Michael T. Cahill
Brooklyn, NY 11201
M.P.P., University of Michigan
B.A., Yale University
Criminal Juries
Criminal Law
Sentencing Law and Policy
Biography
Michael T. Cahill resumed his full-time faculty role on July 1, 2023 after four years as President and Joseph Crea Dean of Brooklyn Law School and, before that, three years as Co-Dean and Professor of Law at Rutgers Law School. Prior to departing in 2016 to assume the Rutgers deanship, he was a member of the Brooklyn Law faculty for 13 years, during which time he also served as Associate Dean for Academic Affairs (2010-13) and as Vice Dean (2013-15).
Dean Cahill’s scholarship focuses primarily on criminal law, though he has also written about and taught courses in health law and policy. His criminal-law work includes three books written with Paul H. Robinson: the general one-volume treatise Criminal Law (Aspen, 2d ed. 2012), the student casebook Criminal Law: Case Studies and Controversies (also with Shima Baradaran Baughman; Wolters Kluwer, 4th ed. 2016), and Law Without Justice (Oxford University Press, 2006). Cahill’s work has also appeared in the Northwestern University Law Review, Texas Law Review, Iowa Law Review, Washington University Law Review, and American Journal of Law and Medicine, among other publications.
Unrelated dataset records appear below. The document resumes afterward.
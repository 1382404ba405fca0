//! Mock token verifier for testing.
//!
//! Implements the `TokenVerifier` port with a fixed token-to-subject map,
//! avoiding the need for a real identity provider in tests.
//!
//! # Example
//!
//! ```ignore
//! use taskdeck::adapters::auth::MockTokenVerifier;
//!
//! let verifier = MockTokenVerifier::new().with_subject("tok-u1", "u1");
//! let subject = verifier.verify("tok-u1").await?;
//! assert_eq!(subject.as_str(), "u1");
//! ```

use std::collections::HashMap;
use std::sync::RwLock;

use async_trait::async_trait;

use crate::domain::foundation::{AuthError, Subject};
use crate::ports::TokenVerifier;

/// Mock verifier backed by a token-to-subject map.
///
/// Tokens not in the map return `InvalidToken`.
#[derive(Debug, Default)]
pub struct MockTokenVerifier {
    subjects: RwLock<HashMap<String, String>>,
    force_error: RwLock<Option<AuthError>>,
}

impl MockTokenVerifier {
    /// Creates a new empty mock verifier.
    pub fn new() -> Self {
        Self::default()
    }

    /// Adds a valid token that maps to a subject.
    pub fn with_subject(self, token: impl Into<String>, subject: impl Into<String>) -> Self {
        self.subjects
            .write()
            .unwrap()
            .insert(token.into(), subject.into());
        self
    }

    /// Forces all verifications to return the specified error.
    pub fn with_error(self, error: AuthError) -> Self {
        *self.force_error.write().unwrap() = Some(error);
        self
    }
}

#[async_trait]
impl TokenVerifier for MockTokenVerifier {
    async fn verify(&self, token: &str) -> Result<Subject, AuthError> {
        if let Some(error) = self.force_error.read().unwrap().clone() {
            return Err(error);
        }

        let subjects = self.subjects.read().unwrap();
        match subjects.get(token) {
            Some(subject) => Subject::new(subject.clone()).map_err(|_| AuthError::InvalidToken),
            None => Err(AuthError::InvalidToken),
        }
    }
}
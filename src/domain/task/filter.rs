//! List filtering and sorting semantics.
//!
//! These types define the `list_tasks` query surface once, so the Postgres
//! adapter can compile them to SQL and the in-memory adapter can evaluate
//! them directly with identical results.

use std::cmp::Ordering;

use super::aggregate::Task;
use super::priority::Priority;
use super::tag::TagName;

/// Completion filter for `list_tasks`.
#[derive(Debug, Clone, Copy, PartialEq, Eq, Default)]
pub enum StatusFilter {
    #[default]
    All,
    Pending,
    Completed,
}

impl StatusFilter {
    /// Parses a wire value; `None` for anything outside the closed set.
    pub fn parse(s: &str) -> Option<Self> {
        match s {
            "all" => Some(StatusFilter::All),
            "pending" => Some(StatusFilter::Pending),
            "completed" => Some(StatusFilter::Completed),
            _ => None,
        }
    }
}

/// Priority filter for `list_tasks`.
#[derive(Debug, Clone, Copy, PartialEq, Eq, Default)]
pub enum PriorityFilter {
    #[default]
    All,
    Exact(Priority),
}

impl PriorityFilter {
    /// Parses a wire value; `None` for anything outside the closed set.
    pub fn parse(s: &str) -> Option<Self> {
        if s == "all" {
            return Some(PriorityFilter::All);
        }
        Priority::parse(s).map(PriorityFilter::Exact)
    }
}

/// Combined filter for a scoped list query.
///
/// Owner scoping is applied by the repository and is not part of this type.
/// When `no_tags` is set it takes precedence over `tags`.
#[derive(Debug, Clone, Default)]
pub struct TaskFilter {
    pub status: StatusFilter,
    pub priority: PriorityFilter,
    pub tags: Vec<TagName>,
    pub no_tags: bool,
    pub search: Option<String>,
}

impl TaskFilter {
    /// Evaluates the filter against a task.
    pub fn matches(&self, task: &Task) -> bool {
        match self.status {
            StatusFilter::All => {}
            StatusFilter::Pending => {
                if task.completed() {
                    return false;
                }
            }
            StatusFilter::Completed => {
                if !task.completed() {
                    return false;
                }
            }
        }

        if let PriorityFilter::Exact(p) = self.priority {
            if task.priority() != p {
                return false;
            }
        }

        if self.no_tags {
            if !task.tags().is_empty() {
                return false;
            }
        } else if !self.tags.is_empty() {
            // OR semantics: any named tag qualifies.
            let has_any = self.tags.iter().any(|t| task.tags().contains(t));
            if !has_any {
                return false;
            }
        }

        if let Some(query) = &self.search {
            let needle = query.to_lowercase();
            let in_title = task.title().to_lowercase().contains(&needle);
            let in_description = task
                .description()
                .map(|d| d.to_lowercase().contains(&needle))
                .unwrap_or(false);
            if !in_title && !in_description {
                return false;
            }
        }

        true
    }
}

/// Sortable field for `list_tasks`.
#[derive(Debug, Clone, Copy, PartialEq, Eq, Default)]
pub enum SortField {
    Priority,
    Title,
    #[default]
    CreatedAt,
}

impl SortField {
    /// Parses a wire value; `None` for anything outside the closed set.
    pub fn parse(s: &str) -> Option<Self> {
        match s {
            "priority" => Some(SortField::Priority),
            "title" => Some(SortField::Title),
            "created_at" => Some(SortField::CreatedAt),
            _ => None,
        }
    }
}

/// Sort direction.
#[derive(Debug, Clone, Copy, PartialEq, Eq, Default)]
pub enum SortOrder {
    Asc,
    #[default]
    Desc,
}

impl SortOrder {
    /// Parses a wire value; `None` for anything outside the closed set.
    pub fn parse(s: &str) -> Option<Self> {
        match s {
            "asc" => Some(SortOrder::Asc),
            "desc" => Some(SortOrder::Desc),
            _ => None,
        }
    }
}

/// Sort specification. Default is newest-first by creation time.
///
/// For `priority`, `asc` means highest-first (high > medium > low > none),
/// the convention the consuming UI relies on. Priority and title ties break
/// by `created_at` descending; `created_at` has no secondary key.
#[derive(Debug, Clone, Copy, Default)]
pub struct TaskSort {
    pub field: SortField,
    pub order: SortOrder,
}

impl TaskSort {
    /// Total order over tasks for in-memory evaluation.
    pub fn compare(&self, a: &Task, b: &Task) -> Ordering {
        match self.field {
            SortField::Priority => {
                // asc = highest rank first.
                let primary = match self.order {
                    SortOrder::Asc => b.priority().rank().cmp(&a.priority().rank()),
                    SortOrder::Desc => a.priority().rank().cmp(&b.priority().rank()),
                };
                primary.then_with(|| b.created_at().cmp(&a.created_at()))
            }
            SortField::Title => {
                let (ta, tb) = (a.title().to_lowercase(), b.title().to_lowercase());
                let primary = match self.order {
                    SortOrder::Asc => ta.cmp(&tb),
                    SortOrder::Desc => tb.cmp(&ta),
                };
                primary.then_with(|| b.created_at().cmp(&a.created_at()))
            }
            SortField::CreatedAt => match self.order {
                SortOrder::Asc => a.created_at().cmp(&b.created_at()),
                SortOrder::Desc => b.created_at().cmp(&a.created_at()),
            },
        }
    }
}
Dean Cahill received J.D. (magna cum laude) and M.P.P. degrees from the University of Michigan and his B.A. from Yale University. After graduating from law school, where he was a note editor for the Michigan Law Review, he served as a law clerk to Judge James B. Loken of the U.S. Court of Appeals for the Eighth Circuit. He then was involved as staff director and consultant, respectively, for major criminal-code reform projects in the states of Illinois and Kentucky. Before joining the Brooklyn Law School faculty in 2003, Professor Cahill taught at Chicago-Kent College of Law as a visiting assistant professor of law.